Welcome to our dedicated page for Thermo Fishr Sci SEC filings (Ticker: TMO), a comprehensive resource for investors and traders seeking official regulatory documents including 10-K annual reports, 10-Q quarterly earnings, 8-K material events, and insider trading forms.

Thermo Fisher Scientific Inc. (NYSE: TMO) files a wide range of documents with the U.S. Securities and Exchange Commission, and this page aggregates those SEC filings for investors tracking TMO. The company’s common stock and multiple series of senior notes are listed on the New York Stock Exchange, and its filings describe the terms, rankings and covenants of these securities, as well as material events affecting the business.

Recent Form 8‑K filings illustrate the types of information Thermo Fisher discloses. Several 8‑Ks detail public offerings of senior notes in U.S. dollars and euros, including maturities, interest payment schedules, redemption provisions, change‑of‑control protections and the use of proceeds for general corporate purposes such as acquisitions, debt repayment or refinancing, working capital, capital expenditures or equity repurchases. Other 8‑Ks report the completion of the acquisition of Solventum Corporation’s purification and filtration business and the signing of a definitive agreement to acquire Clario Holdings, Inc.

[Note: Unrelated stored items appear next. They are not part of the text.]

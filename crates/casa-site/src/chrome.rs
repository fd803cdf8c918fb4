#![forbid(unsafe_code)]

//! Pieces shared by several sections and pages: links, the language
//! switcher and action wiring.
//!
//! Interactive elements carry `data-action` (and optionally `data-value`)
//! attributes; the host turns a click on such an element into an action
//! event. Only `navigate` actions suppress the browser's default link
//! behavior.

use casa_content::{NavKey, NavLink};
use casa_i18n::{Language, NavTranslations};
use casa_render::{Element, el};

use crate::context::ViewCtx;

pub const ACTION_LANG: &str = "lang";
pub const ACTION_SELECT: &str = "select";
pub const ACTION_MENU_TOGGLE: &str = "menu-toggle";
pub const ACTION_MENU_CLOSE: &str = "menu-close";
pub const ACTION_FAQ: &str = "faq";
pub const ACTION_NAVIGATE: &str = "navigate";

/// Wire `element` to an action.
#[must_use]
pub fn action(element: Element, name: &str, value: Option<&str>) -> Element {
    element
        .attr("data-action", name)
        .attr_opt("data-value", value)
}

/// Where a configured link points.
#[derive(Debug, Clone, Copy, PartialEq, Eq)]
pub enum LinkKind {
    /// Another site; opens in a new tab.
    External,
    /// A section of the current page (`#about`).
    Anchor,
    /// An in-app route (`/menu`).
    Route,
}

impl LinkKind {
    #[must_use]
    pub fn classify(href: &str) -> Self {
        if href.starts_with("http://") || href.starts_with("https://") {
            Self::External
        } else if href.starts_with('#') {
            Self::Anchor
        } else {
            Self::Route
        }
    }
}

#[must_use]
pub fn nav_label(nav: &NavTranslations, key: NavKey) -> &str {
    match key {
        NavKey::About => &nav.about,
        NavKey::Menu => &nav.menu,
        NavKey::Reservations => &nav.reservations,
        NavKey::Contact => &nav.contact,
    }
}

/// A link in a new tab.
#[must_use]
pub fn external_link(href: &str) -> Element {
    el("a")
        .attr("href", href)
        .attr("target", "_blank")
        .attr("rel", "noopener noreferrer")
}

/// An in-app route link: a real `href` under the base path plus a
/// `navigate` action so the host can switch routes without reloading.
#[must_use]
pub fn route_link(ctx: &ViewCtx<'_>, route_path: &str) -> Element {
    action(
        el("a").attr("href", ctx.site.route_href(route_path)),
        ACTION_NAVIGATE,
        Some(route_path),
    )
}

/// A configured navigation link labelled from the bundle.
///
/// Links inside the mobile menu (`closes_menu`) also close it when they
/// do not change the route.
#[must_use]
pub fn nav_link(ctx: &ViewCtx<'_>, link: &NavLink, closes_menu: bool) -> Element {
    let label = nav_label(&ctx.t.nav, link.key);
    let anchor = match LinkKind::classify(&link.href) {
        LinkKind::External => external_link(&link.href),
        LinkKind::Anchor => el("a").attr("href", link.href.as_str()),
        LinkKind::Route => return route_link(ctx, &link.href).text(label),
    };
    let anchor = if closes_menu {
        action(anchor, ACTION_MENU_CLOSE, None)
    } else {
        anchor
    };
    anchor.text(label)
}

/// The he / en toggle. Portuguese has no button.
#[must_use]
pub fn lang_switcher(ctx: &ViewCtx<'_>) -> Element {
    el("div")
        .class("lang-switcher")
        .attr("role", "group")
        .children(Language::SELECTABLE.into_iter().map(|lang| {
            let active = lang == ctx.lang;
            action(
                el("button")
                    .attr("type", "button")
                    .class("lang-btn")
                    .class_if("active", active)
                    .attr("aria-pressed", if active { "true" } else { "false" })
                    .attr("lang", lang.code()),
                ACTION_LANG,
                Some(lang.code()),
            )
            .text(lang.switcher_label())
        }))
}

#[cfg(test)]
mod tests {
    use super::*;

    #[test]
    fn link_kinds() {
        assert_eq!(LinkKind::classify("https://tabit.example"), LinkKind::External);
        assert_eq!(LinkKind::classify("#contact"), LinkKind::Anchor);
        assert_eq!(LinkKind::classify("/menu"), LinkKind::Route);
    }

    #[test]
    fn action_attributes() {
        let button = action(el("button"), ACTION_FAQ, Some("kosher"));
        assert_eq!(button.get_attr("data-action"), Some("faq"));
        assert_eq!(button.get_attr("data-value"), Some("kosher"));
        let bare = action(el("button"), ACTION_MENU_TOGGLE, None);
        assert_eq!(bare.get_attr("data-value"), None);
    }
}
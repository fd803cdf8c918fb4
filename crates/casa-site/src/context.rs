#![forbid(unsafe_code)]

//! Everything a view function reads.

use std::sync::LazyLock;

use casa_content::{ContentStore, MenuCatalog, SiteConfig};
use casa_i18n::{Language, TextDirection, TranslationBundle};
use tracing::warn;

static EMPTY_BUNDLE: LazyLock<TranslationBundle> = LazyLock::new(TranslationBundle::default);

/// Interactive state that changes what the markup looks like.
#[derive(Debug, Clone, Default, PartialEq, Eq)]
pub struct UiState {
    pub nav_scrolled: bool,
    pub mobile_menu_open: bool,
    /// Id of the expanded FAQ item, if any.
    pub open_faq: Option<String>,
    /// Current counter values, in stats-block order.
    pub stat_values: Vec<u64>,
    /// Selected menu category id.
    pub selected_category: String,
}

/// Read-only inputs of one render.
#[derive(Debug, Clone, Copy)]
pub struct ViewCtx<'a> {
    pub lang: Language,
    pub t: &'a TranslationBundle,
    pub site: &'a SiteConfig,
    pub menu: &'a MenuCatalog,
    pub ui: &'a UiState,
}

impl<'a> ViewCtx<'a> {
    /// Context over the store's bundle for `lang`.
    ///
    /// A language without a bundle falls back to the default language,
    /// and failing that to an empty bundle (every section then renders
    /// nothing).
    #[must_use]
    pub fn new(store: &'a ContentStore, lang: Language, ui: &'a UiState) -> Self {
        Self {
            lang,
            t: bundle_or_empty(store, lang),
            site: store.site(),
            menu: store.menu_catalog(),
            ui,
        }
    }

    #[must_use]
    pub fn dir(&self) -> TextDirection {
        self.lang.direction()
    }

    #[must_use]
    pub fn is_rtl(&self) -> bool {
        self.lang.is_rtl()
    }
}

pub(crate) fn bundle_or_empty(store: &ContentStore, lang: Language) -> &TranslationBundle {
    store
        .bundle(lang)
        .or_else(|_| store.bundle(Language::DEFAULT))
        .unwrap_or_else(|err| {
            warn!(%err, language = %lang, "no bundle available");
            &*EMPTY_BUNDLE
        })
}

Thermo Fisher also uses 8‑K filings to communicate quarterly financial results, leadership transitions and organizational changes. For example, filings describe announcements of financial results for specific fiscal quarters, the planned retirement of the Senior Vice President and Chief Financial Officer and the appointment of a successor, and updates to the organizational structure and leadership team, including changes in executive roles.

On Stock Titan’s SEC filings page for TMO, users can access these current reports alongside other registered securities information, and benefit from AI‑powered summaries that explain key terms, highlight significant covenants, and clarify how new debt offerings, acquisitions, leadership changes or other material events may affect Thermo Fisher Scientific’s capital structure and corporate profile.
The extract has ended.